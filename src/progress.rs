//! Progress reporting.
//!
//! This module provides [`ProgressCallback`] for observing a session while it
//! runs, and [`ProgressInfo`] for the snapshot delivered on each report.
//! Reports are throttled by [`ExtractOptions::with_batch_size`](crate::ExtractOptions::with_batch_size).
//!
//! # Example
//!
//! ```no_run
//! use std::sync::Arc;
//!
//! use gpsframes::{ExtractOptions, OperationType, ProgressCallback, ProgressInfo};
//!
//! struct PrintProgress;
//!
//! impl ProgressCallback for PrintProgress {
//!     fn on_progress(&self, info: &ProgressInfo) {
//!         if info.operation == OperationType::FrameSampling {
//!             println!("{} frames sampled", info.current);
//!         }
//!     }
//! }
//!
//! let options = ExtractOptions::new().with_progress(Arc::new(PrintProgress));
//! ```

use std::{
    path::PathBuf,
    sync::Arc,
    time::{Duration, Instant},
};

/// The kind of work currently in progress.
#[derive(Debug, Clone, Copy, PartialEq, Eq)]
#[non_exhaustive]
pub enum OperationType {
    /// Walking the telemetry payloads of a file.
    TelemetryExtraction,
    /// Seeking, decoding, and interpolating frames of a file.
    FrameSampling,
}

/// A snapshot of progress within one file.
#[derive(Debug, Clone)]
pub struct ProgressInfo {
    /// What kind of work is being performed.
    pub operation: OperationType,
    /// The file being processed.
    pub file: PathBuf,
    /// Position of the file in the session (0-based).
    pub file_index: usize,
    /// Number of files in the session.
    pub file_count: usize,
    /// Items (payloads or frames) processed so far in this file.
    pub current: u64,
    /// Items expected in this file, if known.
    pub total: Option<u64>,
    /// Completion percentage (0.0 – 100.0), if `total` is known.
    pub percentage: Option<f32>,
    /// Wall-clock time since this operation started.
    pub elapsed: Duration,
    /// Estimated time remaining, based on current throughput.
    pub estimated_remaining: Option<Duration>,
    /// Timestamp of the most recent item, in seconds.
    pub current_timestamp: Option<f64>,
}

/// Trait for receiving progress updates.
///
/// Callbacks observe the session; they cannot stop it.
pub trait ProgressCallback: Send + Sync {
    /// Called at regular intervals while a file is processed.
    fn on_progress(&self, info: &ProgressInfo);
}

/// Discards every notification. The default when no callback is set.
pub(crate) struct NoOpProgress;

impl ProgressCallback for NoOpProgress {
    fn on_progress(&self, _info: &ProgressInfo) {}
}

/// Identifies the file a tracker reports on.
#[derive(Debug, Clone)]
pub(crate) struct FileContext {
    pub(crate) path: PathBuf,
    pub(crate) index: usize,
    pub(crate) count: usize,
}

impl FileContext {
    #[cfg(test)]
    pub(crate) fn single(path: PathBuf) -> Self {
        Self {
            path,
            index: 0,
            count: 1,
        }
    }
}

/// Tracks timing for one operation and emits throttled callbacks.
pub(crate) struct ProgressTracker {
    callback: Arc<dyn ProgressCallback>,
    operation: OperationType,
    file: FileContext,
    total: Option<u64>,
    current: u64,
    batch_size: u64,
    start_time: Instant,
    items_since_last_report: u64,
}

impl ProgressTracker {
    pub(crate) fn new(
        callback: Arc<dyn ProgressCallback>,
        operation: OperationType,
        file: FileContext,
        total: Option<u64>,
        batch_size: u64,
    ) -> Self {
        Self {
            callback,
            operation,
            file,
            total,
            current: 0,
            batch_size: batch_size.max(1),
            start_time: Instant::now(),
            items_since_last_report: 0,
        }
    }

    /// Record one completed item; reports once the batch threshold is hit.
    pub(crate) fn advance(&mut self, timestamp: Option<f64>) {
        self.current += 1;
        self.items_since_last_report += 1;

        if self.items_since_last_report >= self.batch_size {
            self.report(timestamp);
            self.items_since_last_report = 0;
        }
    }

    /// Unconditionally emit a final report.
    pub(crate) fn finish(&mut self) {
        self.report(None);
    }

    fn report(&self, timestamp: Option<f64>) {
        let elapsed = self.start_time.elapsed();

        let percentage = self
            .total
            .filter(|&t| t > 0)
            .map(|t| (self.current.min(t) as f32 / t as f32) * 100.0);

        let estimated_remaining = if self.current > 0 {
            self.total.map(|t| {
                let remaining = t.saturating_sub(self.current);
                elapsed.mul_f64(remaining as f64 / self.current as f64)
            })
        } else {
            None
        };

        let info = ProgressInfo {
            operation: self.operation,
            file: self.file.path.clone(),
            file_index: self.file.index,
            file_count: self.file.count,
            current: self.current,
            total: self.total,
            percentage,
            elapsed,
            estimated_remaining,
            current_timestamp: timestamp,
        };

        self.callback.on_progress(&info);
    }
}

■ **WHAT TO DO**
The records above are to be duplicated word for word.

■ **ANSWER TO THIS PROBLEM**
filename src/progress.rs
//! Progress reporting.
//!
//! This module provides [`ProgressCallback`] for observing a session while it
//! runs, and [`ProgressInfo`] for the snapshot delivered on each report.
//! Reports are throttled by [`ExtractOptions::with_batch_size`](crate::ExtractOptions::with_batch_size).
//!
//! # Example
//!
//! ```no_run
//! use std::sync::Arc;
//!
//! use gpsframes::{ExtractOptions, OperationType, ProgressCallback, ProgressInfo};
//!
//! struct PrintProgress;
//!
//! impl ProgressCallback for PrintProgress {
//!     fn on_progress(&self, info: &ProgressInfo) {
//!         if info.operation == OperationType::FrameSampling {
//!             println!("{} frames sampled", info.current);
//!         }
//!     }
//! }
//!
//! let options = ExtractOptions::new().with_progress(Arc::new(PrintProgress));
//! ```

use std::{
    path::PathBuf,
    sync::Arc,
    time::{Duration, Instant},
};

/// The kind of work currently in progress.
#[derive(Debug, Clone, Copy, PartialEq, Eq)]
#[non_exhaustive]
pub enum OperationType {
    /// Walking the telemetry payloads of a file.
    TelemetryExtraction,
    /// Seeking, decoding, and interpolating frames of a file.
    FrameSampling,
}

/// A snapshot of progress within one file.
#[derive(Debug, Clone)]
pub struct ProgressInfo {
    /// What kind of work is being performed.
    pub operation: OperationType,
    /// The file being processed.
    pub file: PathBuf,
    /// Position of the file in the session (0-based).
    pub file_index: usize,
    /// Number of files in the session.
    pub file_count: usize,
    /// Items (payloads or frames) processed so far in this file.
    pub current: u64,
    /// Items expected in this file, if known.
    pub total: Option<u64>,
    /// Completion percentage (0.0 – 100.0), if `total` is known.
    pub percentage: Option<f32>,
    /// Wall-clock time since this operation started.
    pub elapsed: Duration,
    /// Estimated time remaining, based on current throughput.
    pub estimated_remaining: Option<Duration>,
    /// Timestamp of the most recent item, in seconds.
    pub current_timestamp: Option<f64>,
}

/// Trait for receiving progress updates.
///
/// Callbacks observe the session; they cannot stop it.
pub trait ProgressCallback: Send + Sync {
    /// Called at regular intervals while a file is processed.
    fn on_progress(&self, info: &ProgressInfo);
}

/// Discards every notification. The default when no callback is set.
pub(crate) struct NoOpProgress;

impl ProgressCallback for NoOpProgress {
    fn on_progress(&self, _info: &ProgressInfo) {}
}

/// Identifies the file a tracker reports on.
#[derive(Debug, Clone)]
pub(crate) struct FileContext {
    pub(crate) path: PathBuf,
    pub(crate) index: usize,
    pub(crate) count: usize,
}

impl FileContext {
    #[cfg(test)]
    pub(crate) fn single(path: PathBuf) -> Self {
        Self {
            path,
            index: 0,
            count: 1,
        }
    }
}

/// Tracks timing for one operation and emits throttled callbacks.
pub(crate) struct ProgressTracker {
    callback: Arc<dyn ProgressCallback>,
    operation: OperationType,
    file: FileContext,
    total: Option<u64>,
    current: u64,
    batch_size: u64,
    start_time: Instant,
    items_since_last_report: u64,
}

impl ProgressTracker {
    pub(crate) fn new(
        callback: Arc<dyn ProgressCallback>,
        operation: OperationType,
        file: FileContext,
        total: Option<u64>,
        batch_size: u64,
    ) -> Self {
        Self {
            callback,
            operation,
            file,
            total,
            current: 0,
            batch_size: batch_size.max(1),
            start_time: Instant::now(),
            items_since_last_report: 0,
        }
    }

    /// Record one completed item; reports once the batch threshold is hit.
    pub(crate) fn advance(&mut self, timestamp: Option<f64>) {
        self.current += 1;
        self.items_since_last_report += 1;

        if self.items_since_last_report >= self.batch_size {
            self.report(timestamp);
            self.items_since_last_report = 0;
        }
    }

    /// Unconditionally emit a final report.
    pub(crate) fn finish(&mut self) {
        self.report(None);
    }

    fn report(&self, timestamp: Option<f64>) {
        let elapsed = self.start_time.elapsed();

        let percentage = self
            .total
            .filter(|&t| t > 0)
            .map(|t| (self.current.min(t) as f32 / t as f32) * 100.0);

        let estimated_remaining = if self.current > 0 {
            self.total.map(|t| {
                let remaining = t.saturating_sub(self.current);
                elapsed.mul_f64(remaining as f64 / self.current as f64)
            })
        } else {
            None
        };

        let info = ProgressInfo {
            operation: self.operation,
            file: self.file.path.clone(),
            file_index: self.file.index,
            file_count: self.file.count,
            current: self.current,
            total: self.total,
            percentage,
            elapsed,
            estimated_remaining,
            current_timestamp: timestamp,
        };

        self.callback.on_progress(&info);
    }
}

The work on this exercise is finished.